It’s not always an obvious decision to have a stay at home parent go back to work once the kids are in school. Although most families could put a second income to good use, it’s not always offset by the convenience and peace of mind that comes with having one parent always available to chauffeur to their after-school activities, for sick days, snow days, school vacations, to help with homework, cook meals and clean (whew!). Many stay at home parents are also finding that it’s not easy to get hired after so many years out of the workforce with so much competition for jobs.
If you are or are planning to be a long-term stay at home parent (or being the breadwinner in such a family), here are five action steps to take to make sure that you and your family are as financially protected as possible.
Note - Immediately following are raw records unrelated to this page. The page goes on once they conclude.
//! Retirement projection calculator

use chrono::{Datelike, Local};
use log::debug;

use super::annuity::{future_value_annuity_due, monthly_rate, months_in_years, target_wealth};
use super::plan::RetirementPlan;
use super::projection::{GapStatus, RetirementProjection};
use super::timeline::{generate_timeline, TimelineInputs};
use crate::error::ProjectionError;

/// Configuration for a projection run
#[derive(Debug, Clone, Default, PartialEq, Eq)]
pub struct ProjectionConfig {
    /// Calendar year of the current age. `None` reads the local clock once
    /// per projection.
    pub calendar_year: Option<i32>,
}

impl ProjectionConfig {
    /// Pin the timeline to a fixed calendar year
    pub fn for_year(calendar_year: i32) -> Self {
        Self {
            calendar_year: Some(calendar_year),
        }
    }

    /// Calendar year used for the timeline's `year` field
    pub fn resolve_calendar_year(&self) -> i32 {
        self.calendar_year.unwrap_or_else(|| Local::now().year())
    }
}

/// Check the age ordering current < retirement < life expectancy
pub fn validate_plan(plan: &RetirementPlan) -> Result<(), ProjectionError> {
    if plan.current_age >= plan.retirement_age {
        return Err(ProjectionError::RetirementBeforeCurrentAge {
            current_age: plan.current_age,
            retirement_age: plan.retirement_age,
        });
    }
    if plan.retirement_age >= plan.life_expectancy {
        return Err(ProjectionError::LifeExpectancyBeforeRetirement {
            retirement_age: plan.retirement_age,
            life_expectancy: plan.life_expectancy,
        });
    }
    Ok(())
}

/// Retirement projection calculator
#[derive(Debug, Clone, Default)]
pub struct RetirementCalculator {
    config: ProjectionConfig,
}

impl RetirementCalculator {
    pub fn new(config: ProjectionConfig) -> Self {
        Self { config }
    }

    pub fn config(&self) -> &ProjectionConfig {
        &self.config
    }

    /// Project a plan to retirement and through to life expectancy.
    ///
    /// Fails only on invalid age ordering. Every other input, including
    /// negative return rates and zero savings or expenses, is projected.
    pub fn calculate_projection(
        &self,
        plan: &RetirementPlan,
    ) -> Result<RetirementProjection, ProjectionError> {
        validate_plan(plan)?;

        let years_to_retirement = plan.retirement_age - plan.current_age;
        let retirement_years = plan.life_expectancy - plan.retirement_age;
        let months_to_retirement = months_in_years(years_to_retirement);

        let total_invested = plan.monthly_savings * months_to_retirement as f64;

        let rate = monthly_rate(plan.expected_return_rate);
        let projected_wealth = if rate == 0.0 {
            total_invested
        } else {
            future_value_annuity_due(plan.monthly_savings, rate, months_to_retirement)
        };

        let target_wealth = target_wealth(
            plan.annual_expenses(),
            retirement_years,
            plan.inflation_adjusted,
        );

        let gap = projected_wealth - target_wealth;
        let allocation = plan.allocation();

        let wealth_timeline = generate_timeline(
            &TimelineInputs::from_plan(plan),
            self.config.resolve_calendar_year(),
        );

        debug!(
            "plan {}: projected={:.0} target={:.0} gap={:.0} over {} years",
            plan.id, projected_wealth, target_wealth, gap, years_to_retirement
        );

        Ok(RetirementProjection {
            plan: plan.clone(),
            years_to_retirement,
            retirement_years,
            total_invested,
            projected_wealth,
            target_wealth,
            gap,
            gap_status: GapStatus::from_gap(gap),
            stock_percentage: allocation.stock_percentage,
            fund_percentage: allocation.fund_percentage,
            cash_percentage: allocation.cash_percentage,
            wealth_timeline,
        })
    }
}

/// Project a plan using the current calendar year
pub fn calculate_projection(plan: &RetirementPlan) -> Result<RetirementProjection, ProjectionError> {
    RetirementCalculator::default().calculate_projection(plan)
}

#[cfg(test)]
mod tests {
    use super::*;
    use crate::retirement::timeline::Phase;
    use approx::{assert_abs_diff_eq, assert_relative_eq};

    const YEAR: i32 = 2025;

    fn calculator() -> RetirementCalculator {
        RetirementCalculator::new(ProjectionConfig::for_year(YEAR))
    }

    fn reference_plan() -> RetirementPlan {
        RetirementPlan::new("plan-1", "user-1", 30, 60, 85, 10000.0, 30000.0, 0.0, false)
    }

    #[test]
    fn test_zero_return_reference_plan() {
        let projection = calculator().calculate_projection(&reference_plan()).unwrap();

        assert_eq!(projection.years_to_retirement, 30);
        assert_eq!(projection.retirement_years, 25);
        assert_eq!(projection.total_invested, 3_600_000.0);
        assert_eq!(projection.projected_wealth, 3_600_000.0);
        assert_eq!(projection.target_wealth, 9_000_000.0);
        assert_eq!(projection.gap, -5_400_000.0);
        assert_eq!(projection.gap_status, GapStatus::Shortfall);
    }

    #[test]
    fn test_rejects_retirement_not_after_current_age() {
        let mut plan = reference_plan();
        plan.retirement_age = 30;
        let err = calculator().calculate_projection(&plan).unwrap_err();
        assert_eq!(
            err,
            ProjectionError::RetirementBeforeCurrentAge {
                current_age: 30,
                retirement_age: 30
            }
        );
        assert_eq!(err.to_string(), "retirement age must exceed current age");

        plan.current_age = 45;
        assert!(calculator().calculate_projection(&plan).is_err());
    }

    #[test]
    fn test_rejects_life_expectancy_not_after_retirement() {
        let mut plan = reference_plan();
        plan.life_expectancy = 60;
        let err = calculator().calculate_projection(&plan).unwrap_err();
        assert_eq!(err.to_string(), "life expectancy must exceed retirement age");

        plan.life_expectancy = 55;
        assert!(matches!(
            calculator().calculate_projection(&plan),
            Err(ProjectionError::LifeExpectancyBeforeRetirement { .. })
        ));
    }

    #[test]
    fn test_age_errors_ignore_other_fields() {
        let mut plan = RetirementPlan::new("p", "u", 70, 65, 90, -1.0, -1.0, 500.0, true)
            .with_allocation(-5.0, 0.0, 0.0);
        assert!(calculator().calculate_projection(&plan).is_err());

        plan.current_age = 60;
        plan.life_expectancy = 65;
        assert!(calculator().calculate_projection(&plan).is_err());
    }

    #[test]
    fn test_annuity_due_projection() {
        let mut plan = reference_plan();
        plan.expected_return_rate = 7.0;
        let projection = calculator().calculate_projection(&plan).unwrap();

        assert_relative_eq!(projection.projected_wealth, 12270874.932513045, max_relative = 1e-9);
        assert!(projection.projected_wealth > projection.total_invested);
        assert_eq!(projection.gap_status, GapStatus::Surplus);
    }

    #[test]
    fn test_negative_return_stays_finite() {
        let mut plan = reference_plan();
        plan.expected_return_rate = -10.0;
        let projection = calculator().calculate_projection(&plan).unwrap();

        assert!(projection.projected_wealth.is_finite());
        assert!(projection.projected_wealth < projection.total_invested);
        assert!(projection.wealth_timeline.iter().all(|p| p.wealth >= 0.0));
    }

    #[test]
    fn test_inflation_adjusted_target_exceeds_flat() {
        let flat = calculator().calculate_projection(&reference_plan()).unwrap();

        let mut plan = reference_plan();
        plan.inflation_adjusted = true;
        let adjusted = calculator().calculate_projection(&plan).unwrap();

        assert!(adjusted.target_wealth > flat.target_wealth);
        assert_relative_eq!(
            adjusted.target_wealth,
            360_000.0 * ((1.04_f64.powi(25) - 1.0) / 0.04),
            max_relative = 1e-12
        );
    }

    #[test]
    fn test_portfolio_percentages() {
        let plan = reference_plan().with_allocation(6000.0, 3000.0, 1000.0);
        let projection = calculator().calculate_projection(&plan).unwrap();

        assert_abs_diff_eq!(projection.stock_percentage, 60.0, epsilon = 1e-9);
        assert_abs_diff_eq!(projection.fund_percentage, 30.0, epsilon = 1e-9);
        assert_abs_diff_eq!(projection.cash_percentage, 10.0, epsilon = 1e-9);

        let empty = calculator().calculate_projection(&reference_plan()).unwrap();
        assert_eq!(empty.stock_percentage, 0.0);
        assert_eq!(empty.fund_percentage, 0.0);
        assert_eq!(empty.cash_percentage, 0.0);
    }

    #[test]
    fn test_timeline_attached() {
        let plan = RetirementPlan::new("p", "u", 30, 35, 40, 5000.0, 20000.0, 6.0, false);
        let projection = calculator().calculate_projection(&plan).unwrap();
        let timeline = &projection.wealth_timeline;

        assert_eq!(timeline.len(), 11);
        assert_eq!(timeline[0].age, 30);
        assert_eq!(timeline[0].year, YEAR);
        assert_eq!(timeline[0].wealth, 0.0);
        assert_eq!(timeline[0].phase, Phase::Accumulation);
        assert_eq!(timeline[6].age, 36);
        assert_eq!(timeline[6].phase, Phase::Withdrawal);
        assert_eq!(timeline[5].phase, Phase::Accumulation);
        assert_eq!(timeline[10].year, YEAR + 10);
    }

    #[test]
    fn test_timeline_meets_projected_wealth_at_retirement() {
        let mut plan = reference_plan();
        plan.expected_return_rate = 5.5;
        let projection = calculator().calculate_projection(&plan).unwrap();

        let at_retirement = projection
            .wealth_timeline
            .iter()
            .find(|p| p.age == plan.retirement_age)
            .unwrap();
        assert_eq!(at_retirement.wealth, projection.projected_wealth.round());
        assert_eq!(
            projection.wealth_timeline.len(),
            (plan.life_expectancy - plan.current_age + 1) as usize
        );
    }

    #[test]
    fn test_idempotent() {
        let mut plan = reference_plan();
        plan.expected_return_rate = 6.0;
        plan.inflation_adjusted = true;
        let first = calculator().calculate_projection(&plan).unwrap();
        let second = calculator().calculate_projection(&plan).unwrap();
        assert_eq!(first, second);
    }

    #[test]
    fn test_default_config_uses_current_year() {
        let projection = calculate_projection(&reference_plan()).unwrap();
        assert_eq!(projection.wealth_timeline[0].year, Local::now().year());
    }

    #[test]
    fn test_serialized_record_merges_fields() {
        let plan = reference_plan().with_allocation(1.0, 1.0, 1.0);
        let projection = calculator().calculate_projection(&plan).unwrap();
        let value = serde_json::to_value(&projection).unwrap();
        let object = value.as_object().unwrap();

        // 14 plan fields + 11 derived fields, no collisions
        assert_eq!(object.len(), 25);
        assert_eq!(object["currentAge"], 30);
        assert_eq!(object["gapStatus"], "shortfall");
        assert_eq!(object["wealthTimeline"][0]["phase"], "accumulation");

        let parsed: RetirementProjection = serde_json::from_value(value).unwrap();
        assert_eq!(parsed, projection);
    }

    #[test]
    fn test_summary() {
        let plan = RetirementPlan::new("p", "u", 30, 35, 40, 5000.0, 20000.0, 6.0, false);
        let summary = calculator().calculate_projection(&plan).unwrap().summary();

        assert_eq!(summary.peak_wealth, 350594.0);
        assert_eq!(summary.peak_age, 35);
        assert_eq!(summary.wealth_at_retirement, 350594.0);
        assert_eq!(summary.final_wealth, 0.0);
        assert_eq!(summary.depletion_age, Some(37));
        assert_eq!(summary.accumulation_points, 6);
        assert_eq!(summary.withdrawal_points, 5);
    }

    #[test]
    fn test_summary_without_depletion() {
        let plan = RetirementPlan::new("p", "u", 30, 60, 85, 20000.0, 1000.0, 5.0, true);
        let summary = calculator().calculate_projection(&plan).unwrap().summary();
        assert_eq!(summary.depletion_age, None);
        assert!(summary.final_wealth > 0.0);
    }

    #[test]
    fn test_required_monthly_savings_closes_gap() {
        let plan = reference_plan();
        let projection = calculator().calculate_projection(&plan).unwrap();
        let required = projection.required_monthly_savings().unwrap();
        assert_relative_eq!(required, 25_000.0, max_relative = 1e-12);

        let mut funded = plan.clone();
        funded.monthly_savings = required;
        let rerun = calculator().calculate_projection(&funded).unwrap();
        assert_abs_diff_eq!(rerun.gap, 0.0, epsilon = 1e-6);
    }
}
1. Make sure both spouses have adequate life insurance and that the working spouse carries short and long term disability. Most disability insurance policies only pay between 50-70% of the disabled person’s income – not enough for most families to be completely “okay” but it will cover a significant portion of the absolute necessities at a time when you need it most. The other parent can also bridge the gap by returning to the job market as you transition into the new situation.
2. Look for opportunities to keep your skills current, your network strong and your resume updated. If the need arises, you’ll want to be ready and able to start looking for a job right away. This could mean anything from keeping professional licenses current to making sure to keep in contact with all of your former co-workers and others in your former field.
3. You might need more flexibility than a traditional job can offer, but you should have the time to be able to pull together a side job or two to add to the family’s savings. Even an extra couple of hundred dollars can be a huge help. As an added bonus, the side job can keep job skills current and provide a much-needed outlet for the stay at home parent. (Here are 15 suggestions you should try.) Not that stay at home parenting isn’t more than enough to keep a person busy! It’s just that most people need something outside their family to feel like they still have their own identity.
4. Save for your own retirement! Talk to your investment adviser about opening a spousal IRA or a similar retirement vehicle. Not only does it allow you to put away more tax-advantaged money away above the single-earner limit, it’s also a sound step to take for the stay at home spouse’s financial protection. Even if divorce is not an option, both spouses having their “own” retirement accounts can reinforce the idea that both are equal partners, which in turn can lead to greater marital harmony and satisfaction.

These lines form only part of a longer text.